Alexandre Lucas – Como a música surgiu na sua vida?


João Nicodemos - Minha mãe cantava o dia inteiro e foi locutora de rádio, meu pai foi seresteiro e tinha uma bela voz de tenor... Ouvi muito rádio, eu também vivia cantando... tudo que ouvia eu cantava... Imagine um menino cantando em cima de uma mangueira... Era assim... Depois comecei a trabalhar e comprei uma “Clarina” que era um instrumento de brinquedo com uma escala maior de dó. Então “tirava” de ouvido ou memória auditiva todas as melodias que conhecia (mas nem tudo é possível numa oitava da escala maior...). Assim, consegui um violão, depois um cavaquinho, e nunca mais parei... tantos outros instrumentos me chegaram às mãos e sempre aprendi me expressar com eles... Minha maior “surra” musical, levei de um “pé-de-bode” (oito baixos)... passei um tempão com ele no colo e não consegui entender o mecanismo... desiti por enquanto...(rs). Mas gosto muito de tocar chorinho no saxofone e no cavaquinho, modas antigas de viola (10 cordas) e me encanto com o timbre melancólico da rabeca (fiz uma recentemente). Creio que se o mundo se acabar, vai me pegar de surpresa tocando um instrumento, tranquilamente, sem nenhuma preocupação apocalíptica... (rs)

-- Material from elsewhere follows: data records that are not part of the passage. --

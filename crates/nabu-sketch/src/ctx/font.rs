use std::sync::Arc;

use log::{debug, warn};
use nabu_engine::text::{FontId, FontSystem};

/// Fonts tried, in order, when no font bytes were configured.
const SYSTEM_FONTS: &[&str] = &[
    "/usr/share/fonts/TTF/DejaVuSans.ttf",
    "/usr/share/fonts/truetype/dejavu/DejaVuSans.ttf",
    "/usr/share/fonts/dejavu/DejaVuSans.ttf",
    "/usr/share/fonts/noto/NotoSans-Regular.ttf",
    "/usr/share/fonts/truetype/noto/NotoSans-Regular.ttf",
    "/System/Library/Fonts/Supplemental/Arial.ttf",
    "C:\\Windows\\Fonts\\arial.ttf",
];

/// The context's single text font, loaded on first use.
///
/// A failed load is attempted once; text then degrades to nothing instead of
/// failing the caller.
#[derive(Debug, Default)]
pub(crate) struct FontSlot {
    source: Option<Arc<[u8]>>,
    id: Option<FontId>,
    attempted: bool,
}

impl FontSlot {
    pub(crate) fn new(source: Option<Arc<[u8]>>) -> Self {
        Self { source, id: None, attempted: false }
    }

    #[inline]
    pub(crate) fn id(&self) -> Option<FontId> {
        self.id
    }

    pub(crate) fn ensure(&mut self, fonts: &mut FontSystem) -> Option<FontId> {
        if self.attempted {
            return self.id;
        }
        self.attempted = true;

        let bytes: Option<Vec<u8>> = match &self.source {
            Some(bytes) => Some(bytes.to_vec()),
            None => SYSTEM_FONTS.iter().find_map(|p| std::fs::read(p).ok()),
        };
        let Some(bytes) = bytes else {
            warn!("no font configured and no system font found; text will not be drawn");
            return None;
        };

        match fonts.load_font(&bytes) {
            Ok(id) => {
                debug!("text font loaded");
                self.id = Some(id);
            }
            Err(e) => warn!("{e}; text will not be drawn"),
        }
        self.id
    }
}

#[cfg(test)]
mod tests {
    use super::*;

    #[test]
    fn bad_bytes_fail_once_and_stay_empty() {
        let mut fonts = FontSystem::new();
        let mut slot = FontSlot::new(Some(Arc::from(&b"not a font"[..])));
        assert_eq!(slot.ensure(&mut fonts), None);
        assert!(slot.attempted);
        assert_eq!(slot.ensure(&mut fonts), None);
        assert_eq!(fonts.default_font(), None);
    }
}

Alexandre Lucas - Como você vê a relação entre arte e política?


João Nicodemos - O que une estes dois universos é o ser humano que é quem os constrói. A Arte é uma ferramenta de desenvolvimento individual e coletivo que tirou o homem de dentro das cavernas... A política pode ser uma ferramenta de desenvolvimento coletivo. Creio que a Arte possa melhorar o ser humano com mais eficiência que a Política... As grandes revoluções da humanidade foram feitas pela Arte... Veja, por exemplo, o efeito que a Valsa teve sobre os costumes no século XIX, ou o Rock nos anos 50 do sec. XX. Foram mudanças que alteraram o destino da humanidade... Reconheço o valor dos ideais político-revolucionários e, se eu tivesse nascido dez anos antes, certamente teria pego em armas contra a ditadura. Mas acho que foi melhor assim... Hoje, creio que a grande revolução, é uma questão interior e mais metafísica que materialista... estou fazendo a minha revolução há longos anos... e quer saber? Eu venci o Capitalismo! Mas isso é tema pra um livro que pretendo escrever...

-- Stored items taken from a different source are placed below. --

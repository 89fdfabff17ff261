//! The drawing context handed to setup and update callbacks.
//!
//! A [`Ctx`] owns one scene and decides how long spawned objects live:
//!
//! - during setup (before the first tick) spawned objects are *retained* and
//!   stay in the scene until removed
//! - from the first tick on, objects spawned by update callbacks are
//!   *immediate*: they are drawn for the frame they were spawned in and removed
//!   at the start of the next tick unless spawned again
//!
//! The mode flips from retained to immediate once, at the first tick.

mod camera;
mod controls;
mod font;

use std::fmt;
use std::sync::Arc;

use log::{debug, trace};
use nabu_engine::camera::{Camera, OrbitControls};
use nabu_engine::coords::{Vec2, Viewport};
use nabu_engine::paint::Color;
use nabu_engine::scene::{Lighting, NodeHandle, Scene};
use nabu_engine::text::{FontId, FontSystem};

use crate::theme::{theme_color, Theme, ThemeRole};

pub use camera::FALLBACK_EXTENT;
pub use controls::{ButtonHandle, CheckboxHandle, Controls, SliderHandle, TextElementHandle};

use font::FontSlot;

/// Per-frame callback: `(ctx, dt seconds, elapsed seconds)`.
pub type UpdateFn = Box<dyn FnMut(&mut Ctx, f32, f32) -> anyhow::Result<()>>;

/// Click hook receiving the centered pointer position.
pub type ClickFn = Box<dyn FnMut(&mut Ctx, Vec2) -> anyhow::Result<()>>;

/// Lifetime policy for newly spawned objects.
#[derive(Debug, Copy, Clone, Eq, PartialEq, Default)]
pub enum Mode {
    #[default]
    Retained,
    Immediate,
}

pub struct Ctx {
    mode: Mode,
    scene: Scene,
    garbage: Vec<NodeHandle>,
    update_fns: Vec<UpdateFn>,
    click_fns: Vec<ClickFn>,
    camera: Camera,
    surface: Viewport,
    theme: Theme,
    fonts: FontSystem,
    font: FontSlot,
    mouse: Vec2,
    orbit: Option<OrbitControls>,
    controls: Controls,
}

impl fmt::Debug for Ctx {
    fn fmt(&self, f: &mut fmt::Formatter<'_>) -> fmt::Result {
        f.debug_struct("Ctx")
            .field("mode", &self.mode)
            .field("members", &self.scene.len())
            .field("garbage", &self.garbage.len())
            .field("update_fns", &self.update_fns.len())
            .field("theme", &self.theme)
            .field("surface", &self.surface)
            .finish()
    }
}

impl Ctx {
    /// A context for a surface of `surface` logical pixels with the default
    /// orthographic camera.
    pub fn new(surface: Viewport, theme: Theme) -> Self {
        Self {
            mode: Mode::Retained,
            scene: Scene::new(),
            garbage: Vec::new(),
            update_fns: Vec::new(),
            click_fns: Vec::new(),
            camera: Camera::orthographic(surface.width, surface.height),
            surface,
            theme,
            fonts: FontSystem::new(),
            font: FontSlot::default(),
            mouse: Vec2::zero(),
            orbit: None,
            controls: Controls::default(),
        }
    }

    pub(crate) fn with_font_source(mut self, source: Option<Arc<[u8]>>) -> Self {
        self.font = FontSlot::new(source);
        self
    }

    #[inline]
    pub fn mode(&self) -> Mode {
        self.mode
    }

    #[inline]
    pub fn scene(&self) -> &Scene {
        &self.scene
    }

    // ── membership ────────────────────────────────────────────────────────

    /// Adds `node` to the scene. In immediate mode it is also scheduled for
    /// removal at the start of the next tick.
    pub fn spawn(&mut self, node: &NodeHandle) {
        self.scene.insert(node);
        if self.mode == Mode::Immediate {
            self.garbage.push(node.clone());
        }
    }

    /// Removes `node` from the scene. Non-members are ignored.
    pub fn remove(&mut self, node: &NodeHandle) {
        self.scene.remove(node);
    }

    // ── scheduling ────────────────────────────────────────────────────────

    /// Registers a callback run once per tick, after all earlier ones.
    pub fn update(&mut self, f: impl FnMut(&mut Ctx, f32, f32) -> anyhow::Result<()> + 'static) {
        self.update_fns.push(Box::new(f));
    }

    #[inline]
    pub fn has_updates(&self) -> bool {
        !self.update_fns.is_empty()
    }

    /// Advances one frame: collects last tick's immediate objects, switches to
    /// immediate mode, then runs every update callback in order.
    ///
    /// Callbacks registered during the tick first run on the next one. The
    /// first failing callback stops the tick and its error is returned.
    pub fn tick(&mut self, dt: f32, elapsed: f32) -> anyhow::Result<()> {
        let collected = self.garbage.len();
        for node in self.garbage.drain(..) {
            self.scene.remove(&node);
        }

        if self.mode == Mode::Retained {
            debug!("first tick; switching to immediate mode");
            self.mode = Mode::Immediate;
        }

        trace!("tick dt={dt:.4} elapsed={elapsed:.3} collected={collected} callbacks={}", self.update_fns.len());

        let mut fns = std::mem::take(&mut self.update_fns);
        let mut result = Ok(());
        for f in fns.iter_mut() {
            if let Err(e) = f(self, dt, elapsed) {
                result = Err(e);
                break;
            }
        }
        fns.append(&mut self.update_fns);
        self.update_fns = fns;
        result
    }

    // ── pointer ───────────────────────────────────────────────────────────

    /// Records a pointer position given in top-left logical pixels.
    pub fn pointer_moved(&mut self, x: f32, y: f32) {
        self.mouse = self.surface.to_centered(Vec2::new(x, y));
    }

    /// Pointer position with the origin at the surface center and +y up.
    #[inline]
    pub fn mouse(&self) -> Vec2 {
        self.mouse
    }

    /// Registers a hook run on every canvas click with the centered position.
    pub fn on_click(&mut self, f: impl FnMut(&mut Ctx, Vec2) -> anyhow::Result<()> + 'static) {
        self.click_fns.push(Box::new(f));
    }

    /// Runs click hooks for a click at top-left logical pixel `(x, y)`.
    pub fn click(&mut self, x: f32, y: f32) -> anyhow::Result<()> {
        self.pointer_moved(x, y);
        let pos = self.mouse;
        let mut fns = std::mem::take(&mut self.click_fns);
        let mut result = Ok(());
        for f in fns.iter_mut() {
            if let Err(e) = f(self, pos) {
                result = Err(e);
                break;
            }
        }
        fns.append(&mut self.click_fns);
        self.click_fns = fns;
        result
    }

    // ── appearance ────────────────────────────────────────────────────────

    #[inline]
    pub fn theme(&self) -> Theme {
        self.theme
    }

    /// Changes defaults for objects created from now on. Existing objects keep
    /// their colors.
    pub fn set_theme(&mut self, theme: Theme) {
        self.theme = theme;
    }

    /// Palette color of the current theme.
    #[inline]
    pub fn color(&self, role: ThemeRole) -> Color {
        theme_color(self.theme, role)
    }

    /// Overrides the clear color regardless of theme.
    pub fn background(&mut self, color: impl Into<Color>) {
        self.scene.background = Some(color.into());
    }

    /// Explicit background, or the theme's.
    pub fn clear_color(&self) -> Color {
        self.scene.background.unwrap_or_else(|| self.color(ThemeRole::Background))
    }

    /// Sets the directional light intensity for standard materials.
    pub fn light(&mut self, intensity: f32) {
        if intensity.is_finite() {
            self.scene.lighting.directional = intensity.max(0.0);
        }
    }

    #[inline]
    pub fn lighting(&self) -> &Lighting {
        &self.scene.lighting
    }

    pub fn lighting_mut(&mut self) -> &mut Lighting {
        &mut self.scene.lighting
    }

    // ── text ──────────────────────────────────────────────────────────────

    #[inline]
    pub fn fonts(&self) -> &FontSystem {
        &self.fonts
    }

    /// Loads the text font on first use.
    pub fn ensure_font(&mut self) -> Option<FontId> {
        self.font.ensure(&mut self.fonts)
    }

    #[inline]
    pub fn font(&self) -> Option<FontId> {
        self.font.id()
    }

    /// Drops every object, callback and control.
    pub(crate) fn dispose(&mut self) {
        self.scene.clear();
        self.garbage.clear();
        self.update_fns.clear();
        self.click_fns.clear();
        self.controls.clear();
        self.orbit = None;
    }
}

#[cfg(test)]
mod tests {
    use std::cell::RefCell;
    use std::rc::Rc;

    use nabu_engine::coords::Vec3;
    use nabu_engine::scene::{Material, Node, NodeKind};

    use super::*;

    fn ctx() -> Ctx {
        Ctx::new(Viewport::new(800.0, 600.0), Theme::Dark)
    }

    fn node_at(x: f32) -> NodeHandle {
        let mut node = Node::new(NodeKind::Group, Material::default());
        node.transform.position = Vec3::new(x, 0.0, 0.0);
        NodeHandle::new(node)
    }

    fn xs(ctx: &Ctx) -> Vec<f32> {
        ctx.scene().members().iter().map(|n| n.borrow().transform.position.x).collect()
    }

    // ── modes ─────────────────────────────────────────────────────────────

    #[test]
    fn mode_flips_once_at_first_tick() {
        let mut ctx = ctx();
        assert_eq!(ctx.mode(), Mode::Retained);
        ctx.tick(0.0, 0.0).unwrap();
        assert_eq!(ctx.mode(), Mode::Immediate);
        ctx.tick(0.016, 0.016).unwrap();
        assert_eq!(ctx.mode(), Mode::Immediate);
    }

    #[test]
    fn retained_objects_survive_ticks() {
        let mut ctx = ctx();
        let a = node_at(1.0);
        ctx.spawn(&a);
        for i in 0..100 {
            ctx.tick(0.016, i as f32 * 0.016).unwrap();
        }
        assert!(ctx.scene().contains(&a));
        ctx.remove(&a);
        assert!(!ctx.scene().contains(&a));
    }

    // ── immediate mode ────────────────────────────────────────────────────

    #[test]
    fn immediate_object_lives_one_frame() {
        let mut ctx = ctx();
        let node = node_at(0.0);
        let frame = Rc::new(RefCell::new(0));
        let (n, f) = (node.clone(), frame.clone());
        ctx.update(move |ctx, _, _| {
            *f.borrow_mut() += 1;
            if *f.borrow() == 1 {
                ctx.spawn(&n);
            }
            Ok(())
        });

        ctx.tick(0.0, 0.0).unwrap();
        assert!(ctx.scene().contains(&node));
        ctx.tick(0.016, 0.016).unwrap();
        assert!(!ctx.scene().contains(&node));
        ctx.tick(0.016, 0.032).unwrap();
        assert!(!ctx.scene().contains(&node));
    }

    #[test]
    fn respawned_each_frame_replaces_previous() {
        let mut ctx = ctx();
        ctx.update(|ctx, _, elapsed| {
            ctx.spawn(&node_at(elapsed * 10.0));
            Ok(())
        });

        ctx.tick(0.0, 0.0).unwrap();
        assert_eq!(xs(&ctx), vec![0.0]);

        let dt = 0.016;
        ctx.tick(dt, dt).unwrap();
        let after = xs(&ctx);
        assert_eq!(after.len(), 1);
        assert!((after[0] - dt * 10.0).abs() < 1e-5);
    }

    #[test]
    fn garbage_collection_is_idempotent() {
        let mut ctx = ctx();
        ctx.spawn(&node_at(1.0));
        ctx.tick(0.0, 0.0).unwrap();
        let before = xs(&ctx);
        ctx.tick(0.0, 0.0).unwrap();
        ctx.tick(0.0, 0.0).unwrap();
        assert_eq!(xs(&ctx), before);
    }

    #[test]
    fn removing_garbage_twice_is_harmless() {
        let mut ctx = ctx();
        let node = node_at(0.0);
        let n = node.clone();
        ctx.update(move |ctx, _, _| {
            ctx.spawn(&n);
            ctx.spawn(&n);
            ctx.remove(&n);
            ctx.spawn(&n);
            Ok(())
        });
        ctx.tick(0.0, 0.0).unwrap();
        assert_eq!(ctx.scene().len(), 1);
        ctx.tick(0.0, 0.0).unwrap();
        assert_eq!(ctx.scene().len(), 1);
    }

    // ── callbacks ─────────────────────────────────────────────────────────

    #[test]
    fn callbacks_run_in_registration_order_with_time() {
        let log = Rc::new(RefCell::new(Vec::new()));
        let mut ctx = ctx();
        for id in 0..3 {
            let log = log.clone();
            ctx.update(move |_, dt, elapsed| {
                log.borrow_mut().push((id, dt, elapsed));
                Ok(())
            });
        }
        ctx.tick(0.5, 2.0).unwrap();
        assert_eq!(*log.borrow(), vec![(0, 0.5, 2.0), (1, 0.5, 2.0), (2, 0.5, 2.0)]);
    }

    #[test]
    fn callback_added_mid_tick_runs_next_tick() {
        let runs = Rc::new(RefCell::new(0));
        let mut ctx = ctx();
        let r = runs.clone();
        let mut added = false;
        ctx.update(move |ctx, _, _| {
            if !added {
                added = true;
                let r = r.clone();
                ctx.update(move |_, _, _| {
                    *r.borrow_mut() += 1;
                    Ok(())
                });
            }
            Ok(())
        });

        ctx.tick(0.0, 0.0).unwrap();
        assert_eq!(*runs.borrow(), 0);
        ctx.tick(0.0, 0.0).unwrap();
        assert_eq!(*runs.borrow(), 1);
    }

    #[test]
    fn failing_callback_stops_tick_and_keeps_list() {
        let runs = Rc::new(RefCell::new(0));
        let mut ctx = ctx();
        ctx.update(|_, _, _| anyhow::bail!("boom"));
        let r = runs.clone();
        ctx.update(move |_, _, _| {
            *r.borrow_mut() += 1;
            Ok(())
        });

        let err = ctx.tick(0.0, 0.0).unwrap_err();
        assert_eq!(err.to_string(), "boom");
        assert_eq!(*runs.borrow(), 0);
        assert!(ctx.has_updates());
        assert!(ctx.tick(0.0, 0.0).is_err());
    }

    // ── pointer ───────────────────────────────────────────────────────────

    #[test]
    fn mouse_is_centered_with_y_up() {
        let mut ctx = ctx();
        ctx.pointer_moved(400.0, 300.0);
        assert_eq!(ctx.mouse(), Vec2::zero());
        ctx.pointer_moved(500.0, 100.0);
        assert_eq!(ctx.mouse(), Vec2::new(100.0, 200.0));
    }

    #[test]
    fn click_hooks_get_centered_position() {
        let seen = Rc::new(RefCell::new(None));
        let mut ctx = ctx();
        let s = seen.clone();
        ctx.on_click(move |_, pos| {
            *s.borrow_mut() = Some(pos);
            Ok(())
        });
        ctx.click(0.0, 0.0).unwrap();
        assert_eq!(*seen.borrow(), Some(Vec2::new(-400.0, 300.0)));
    }

    // ── appearance ────────────────────────────────────────────────────────

    #[test]
    fn clear_color_follows_theme_until_overridden() {
        let mut ctx = ctx();
        assert_eq!(ctx.clear_color(), theme_color(Theme::Dark, ThemeRole::Background));
        ctx.set_theme(Theme::Light);
        assert_eq!(ctx.clear_color(), theme_color(Theme::Light, ThemeRole::Background));
        ctx.background(Color::BLACK);
        ctx.set_theme(Theme::Dark);
        assert_eq!(ctx.clear_color(), Color::BLACK);
    }

    #[test]
    fn light_ignores_bad_intensity() {
        let mut ctx = ctx();
        ctx.light(1.5);
        ctx.light(f32::NAN);
        assert_eq!(ctx.lighting().directional, 1.5);
        ctx.light(-1.0);
        assert_eq!(ctx.lighting().directional, 0.0);
    }

    #[test]
    fn dispose_empties_everything() {
        let mut ctx = ctx();
        ctx.spawn(&node_at(0.0));
        ctx.update(|_, _, _| Ok(()));
        ctx.text_element("x");
        ctx.dispose();
        assert!(ctx.scene().is_empty());
        assert!(!ctx.has_updates());
        assert!(ctx.controls().is_empty());
    }
}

Alexandre Lucas - Você faz poesia visual?


João Nicodemos - Faço poemas que buscam à Poesia e me utilizo de todas as ferramentas de que disponho. O que hoje se denomina “poesia visual” é uma conquista dos concretistas, herdeiros de Maiakóvski. Utilizavam o espaço branco do papel e desenhavam as letras e as palavras, buscando transcender o limite da palavra escrita. Gosto disso e utilizo em meus poemas... mas também faço sonetos clássicos, sonetilhos, setilhas e cordel. Penso, com Drumonnd, que o verso livre não é mais fácil que as formas clássicas... pelo contrário; é mais difícil ser trapezista sem redes de proteção (me valho de Mário Quintana, para tanto).

Alexandre Lucas – Quando começou a fazer esse tipo de poesia?


João Nicodemos - Sempre gostei da concisão. Ocupar pouco espaço, fazer silêncio... Quem me autorizou a escrever pouco, expressando o máximo possível, foi o Mário Quintana, que conheci pessoalmente e me disse: “Bebemos na mesma fonte!” Quase caí da cadeira, mas entendi poeticamente. Tenho o Mário Quintana como um dos maiores poetas brasileiros... Hoje as pessoas têm muita pressa e em geral, não conseguem sustentar um raciocínio por mais de 30 segundos... É preciso ser rápido, pegar o leitor desprevenido... testar e instigar a inteligência. Gosto de trabalhar assim com a Poesia... (isso nem sempre me ajuda a fazer amigos, mas consigo identificar minha tribo).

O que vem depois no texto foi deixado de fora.